**TASK DETAILS:**
From the first line of the data through the line containing "pub enum Call", return each line exactly.
****
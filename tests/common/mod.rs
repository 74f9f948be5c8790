#![allow(dead_code)]

//! Scripted in-memory cluster used to drive controllers in tests.

use std::cell::RefCell;
use std::collections::BTreeMap;
use std::rc::Rc;

use greensched::core::cluster_api::{ClusterApi, ClusterError, MachineInfo, Result, TaskInfo, VmInfo};
use greensched::core::common::{CpuArch, MachineId, PState, Priority, SState, SlaTier, TaskId, VmId, VmType};
use greensched::core::config::ControllerConfig;
use greensched::core::controller::Controller;
use greensched::core::logger::StdoutLogger;

/// Matches the `vm_memory_overhead` default of [`ControllerConfig`].
pub const VM_OVERHEAD: u64 = 8;

/// One recorded actuator invocation.
#[derive(Debug, Clone, PartialEq)]
pub enum Call {
    VmCreate { vm_type: VmType, cpu: CpuArch },
    VmAttach { vm: VmId, machine: MachineId },
    VmAddTask { vm: VmId, task: TaskId, priority: Priority },
    VmRemoveTask { vm: VmId, task: TaskId },
    VmMigrate { vm: VmId, machine: MachineId },
    VmShutdown { vm: VmId },
    SetState { machine: MachineId, state: SState },
    SetCorePerformance { machine: MachineId, core: u32, p_state: PState },
    SetTaskPriority { task: TaskId, priority: Priority },
}

/// Cluster double: answers queries from scripted state, records actuator
/// calls, and models the asynchronous actuators (`machine_set_state`,
/// `vm_migrate`) by applying them only when the test calls the matching
/// `complete_*` helper.
pub struct MockCluster {
    machines: BTreeMap<MachineId, MachineInfo>,
    vms: BTreeMap<VmId, VmInfo>,
    tasks: BTreeMap<TaskId, TaskInfo>,
    requested_states: BTreeMap<MachineId, SState>,
    requested_migrations: BTreeMap<VmId, MachineId>,
    next_vm_id: VmId,
    pub calls: Vec<Call>,
    pub energy: f64,
    pub sla_violations: [f64; 4],
    pub refuse_attach: bool,
}

impl MockCluster {
    pub fn new() -> Self {
        Self {
            machines: BTreeMap::new(),
            vms: BTreeMap::new(),
            tasks: BTreeMap::new(),
            requested_states: BTreeMap::new(),
            requested_migrations: BTreeMap::new(),
            next_vm_id: 0,
            calls: Vec::new(),
            energy: 0.0,
            sla_violations: [0.0; 4],
            refuse_attach: false,
        }
    }

    pub fn add_machine(&mut self, cpu: CpuArch, num_cpus: u32, memory_size: u64, s_state: SState, s0_power: u64) -> MachineId {
        let id = self.machines.len() as MachineId;
        self.machines.insert(
            id,
            MachineInfo {
                id,
                cpu,
                num_cpus,
                memory_size,
                memory_used: 0,
                active_tasks: 0,
                active_vms: 0,
                gpus: false,
                s_state,
                p_state: PState::P3,
                s_state_powers: vec![s0_power, 20, 16, 12, 8, 4, 0],
            },
        );
        id
    }

    pub fn add_task(&mut self, cpu: CpuArch, vm_type: VmType, sla: SlaTier, memory: u64, target_completion: u64) -> TaskId {
        let id = self.tasks.len() as TaskId;
        self.tasks.insert(
            id,
            TaskInfo {
                id,
                required_cpu: cpu,
                required_vm_type: vm_type,
                required_sla: sla,
                required_memory: memory,
                target_completion,
                priority: Priority::Low,
            },
        );
        id
    }

    /// Puts an existing task onto an attached VM, bypassing the controller.
    pub fn run_task(&mut self, vm: VmId, task: TaskId) {
        let memory = self.tasks[&task].required_memory;
        let vm_info = self.vms.get_mut(&vm).expect("unknown vm");
        vm_info.active_tasks.push(task);
        let machine = vm_info.machine_id.expect("vm not attached");
        let machine_info = self.machines.get_mut(&machine).unwrap();
        machine_info.active_tasks += 1;
        machine_info.memory_used += memory;
    }

    /// Overrides the reported task count of a machine to fake load.
    pub fn set_machine_tasks(&mut self, machine: MachineId, active_tasks: u32) {
        self.machines.get_mut(&machine).unwrap().active_tasks = active_tasks;
    }

    pub fn set_p_state(&mut self, machine: MachineId, p_state: PState) {
        self.machines.get_mut(&machine).unwrap().p_state = p_state;
    }

    pub fn set_s_state(&mut self, machine: MachineId, s_state: SState) {
        self.machines.get_mut(&machine).unwrap().s_state = s_state;
    }

    pub fn machine(&self, machine: MachineId) -> &MachineInfo {
        &self.machines[&machine]
    }

    pub fn vm(&self, vm: VmId) -> &VmInfo {
        &self.vms[&vm]
    }

    pub fn requested_state(&self, machine: MachineId) -> Option<SState> {
        self.requested_states.get(&machine).copied()
    }

    /// Applies the pending sleep-state request of the machine.
    pub fn complete_state_change(&mut self, machine: MachineId) {
        let state = self.requested_states.remove(&machine).expect("no state change requested");
        self.machines.get_mut(&machine).unwrap().s_state = state;
    }

    /// Applies the pending migration of the VM: moves its memory footprint
    /// and task count from the source machine to the target.
    pub fn complete_migration(&mut self, vm: VmId) {
        let target = self.requested_migrations.remove(&vm).expect("no migration requested");
        let (tasks, task_memory, source) = {
            let info = &self.vms[&vm];
            let memory: u64 = info.active_tasks.iter().map(|t| self.tasks[t].required_memory).sum();
            (info.active_tasks.len() as u32, memory, info.machine_id)
        };
        let footprint = VM_OVERHEAD + task_memory;
        if let Some(source) = source {
            let machine = self.machines.get_mut(&source).unwrap();
            machine.memory_used = machine.memory_used.saturating_sub(footprint);
            machine.active_tasks = machine.active_tasks.saturating_sub(tasks);
            machine.active_vms = machine.active_vms.saturating_sub(1);
        }
        let machine = self.machines.get_mut(&target).unwrap();
        machine.memory_used += footprint;
        machine.active_tasks += tasks;
        machine.active_vms += 1;
        self.vms.get_mut(&vm).unwrap().machine_id = Some(target);
    }

    pub fn clear_calls(&mut self) {
        self.calls.clear();
    }

    pub fn count_calls<F: Fn(&Call) -> bool>(&self, pred: F) -> usize {
        self.calls.iter().filter(|&call| pred(call)).count()
    }
}

impl ClusterApi for MockCluster {
    fn machine_count(&self) -> u32 {
        self.machines.len() as u32
    }

    fn machine_info(&self, machine: MachineId) -> Result<MachineInfo> {
        self.machines
            .get(&machine)
            .cloned()
            .ok_or(ClusterError::MachineNotFound(machine))
    }

    fn vm_info(&self, vm: VmId) -> Result<VmInfo> {
        self.vms.get(&vm).cloned().ok_or(ClusterError::VmNotFound(vm))
    }

    fn task_info(&self, task: TaskId) -> Result<TaskInfo> {
        self.tasks.get(&task).cloned().ok_or(ClusterError::TaskNotFound(task))
    }

    fn task_memory(&self, task: TaskId) -> Result<u64> {
        self.task_info(task).map(|info| info.required_memory)
    }

    fn task_priority(&self, task: TaskId) -> Result<Priority> {
        self.task_info(task).map(|info| info.priority)
    }

    fn required_cpu(&self, task: TaskId) -> Result<CpuArch> {
        self.task_info(task).map(|info| info.required_cpu)
    }

    fn required_vm_type(&self, task: TaskId) -> Result<VmType> {
        self.task_info(task).map(|info| info.required_vm_type)
    }

    fn required_sla(&self, task: TaskId) -> Result<SlaTier> {
        self.task_info(task).map(|info| info.required_sla)
    }

    fn sla_report(&self, sla: SlaTier) -> f64 {
        let index = match sla {
            SlaTier::Sla0 => 0,
            SlaTier::Sla1 => 1,
            SlaTier::Sla2 => 2,
            SlaTier::Sla3 => 3,
        };
        self.sla_violations[index]
    }

    fn cluster_energy(&self) -> f64 {
        self.energy
    }

    fn vm_create(&mut self, vm_type: VmType, cpu: CpuArch) -> Result<VmId> {
        self.calls.push(Call::VmCreate { vm_type, cpu });
        let id = self.next_vm_id;
        self.next_vm_id += 1;
        self.vms.insert(
            id,
            VmInfo {
                id,
                vm_type,
                cpu,
                machine_id: None,
                active_tasks: Vec::new(),
            },
        );
        Ok(id)
    }

    fn vm_attach(&mut self, vm: VmId, machine: MachineId) -> Result<()> {
        self.calls.push(Call::VmAttach { vm, machine });
        if self.refuse_attach {
            return Err(ClusterError::AttachRefused { vm, machine });
        }
        if !self.machines.contains_key(&machine) {
            return Err(ClusterError::MachineNotFound(machine));
        }
        let vm_info = self.vms.get_mut(&vm).ok_or(ClusterError::VmNotFound(vm))?;
        vm_info.machine_id = Some(machine);
        let machine_info = self.machines.get_mut(&machine).unwrap();
        machine_info.memory_used += VM_OVERHEAD;
        machine_info.active_vms += 1;
        Ok(())
    }

    fn vm_add_task(&mut self, vm: VmId, task: TaskId, priority: Priority) -> Result<()> {
        self.calls.push(Call::VmAddTask { vm, task, priority });
        let memory = self.task_info(task)?.required_memory;
        let vm_info = self.vms.get_mut(&vm).ok_or(ClusterError::VmNotFound(vm))?;
        let machine = vm_info.machine_id.ok_or(ClusterError::TaskRejected { vm, task })?;
        vm_info.active_tasks.push(task);
        let machine_info = self.machines.get_mut(&machine).unwrap();
        machine_info.active_tasks += 1;
        machine_info.memory_used += memory;
        self.tasks.get_mut(&task).unwrap().priority = priority;
        Ok(())
    }

    fn vm_remove_task(&mut self, vm: VmId, task: TaskId) -> Result<()> {
        self.calls.push(Call::VmRemoveTask { vm, task });
        let memory = self.task_info(task)?.required_memory;
        let vm_info = self.vms.get_mut(&vm).ok_or(ClusterError::VmNotFound(vm))?;
        vm_info.active_tasks.retain(|&t| t != task);
        if let Some(machine) = vm_info.machine_id {
            let machine_info = self.machines.get_mut(&machine).unwrap();
            machine_info.active_tasks = machine_info.active_tasks.saturating_sub(1);
            machine_info.memory_used = machine_info.memory_used.saturating_sub(memory);
        }
        Ok(())
    }

    fn vm_migrate(&mut self, vm: VmId, machine: MachineId) -> Result<()> {
        self.calls.push(Call::VmMigrate { vm, machine });
        if !self.vms.contains_key(&vm) {
            return Err(ClusterError::VmNotFound(vm));
        }
        if !self.machines.contains_key(&machine) {
            return Err(ClusterError::MachineNotFound(machine));
        }
        self.requested_migrations.insert(vm, machine);
        Ok(())
    }

    fn vm_shutdown(&mut self, vm: VmId) -> Result<()> {
        self.calls.push(Call::VmShutdown { vm });
        let vm_info = self.vms.get_mut(&vm).ok_or(ClusterError::VmNotFound(vm))?;
        if let Some(machine) = vm_info.machine_id.take() {
            let machine_info = self.machines.get_mut(&machine).unwrap();
            machine_info.memory_used = machine_info.memory_used.saturating_sub(VM_OVERHEAD);
            machine_info.active_vms = machine_info.active_vms.saturating_sub(1);
        }
        Ok(())
    }

    fn machine_set_state(&mut self, machine: MachineId, state: SState) -> Result<()> {
        self.calls.push(Call::SetState { machine, state });
        if !self.machines.contains_key(&machine) {
            return Err(ClusterError::MachineNotFound(machine));
        }
        self.requested_states.insert(machine, state);
        Ok(())
    }

    fn machine_set_core_performance(&mut self, machine: MachineId, core: u32, p_state: PState) -> Result<()> {
        self.calls.push(Call::SetCorePerformance { machine, core, p_state });
        let machine_info = self.machines.get_mut(&machine).ok_or(ClusterError::MachineNotFound(machine))?;
        machine_info.p_state = p_state;
        Ok(())
    }

    fn set_task_priority(&mut self, task: TaskId, priority: Priority) -> Result<()> {
        self.calls.push(Call::SetTaskPriority { task, priority });
        let task_info = self.tasks.get_mut(&task).ok_or(ClusterError::TaskNotFound(task))?;
        task_info.priority = priority;
        Ok(())
    }
}

pub fn build_controller(mock: &Rc<RefCell<MockCluster>>) -> Controller {
    let cluster: Rc<RefCell<dyn ClusterApi>> = mock.clone();
    Controller::new(cluster, ControllerConfig::default(), Box::new(StdoutLogger::new()))
}

pub fn init_logging() {
    let _ = env_logger::builder().is_test(true).try_init();
}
****
**WORKED SOLUTION:**
filename tests/common/mod.rs
repository 74f9f948be5c8790
#![allow(dead_code)]

//! Scripted in-memory cluster used to drive controllers in tests.

use std::cell::RefCell;
use std::collections::BTreeMap;
use std::rc::Rc;

use greensched::core::cluster_api::{ClusterApi, ClusterError, MachineInfo, Result, TaskInfo, VmInfo};
use greensched::core::common::{CpuArch, MachineId, PState, Priority, SState, SlaTier, TaskId, VmId, VmType};
use greensched::core::config::ControllerConfig;
use greensched::core::controller::Controller;
use greensched::core::logger::StdoutLogger;

/// Matches the `vm_memory_overhead` default of [`ControllerConfig`].
pub const VM_OVERHEAD: u64 = 8;

/// One recorded actuator invocation.
#[derive(Debug, Clone, PartialEq)]
pub enum Call {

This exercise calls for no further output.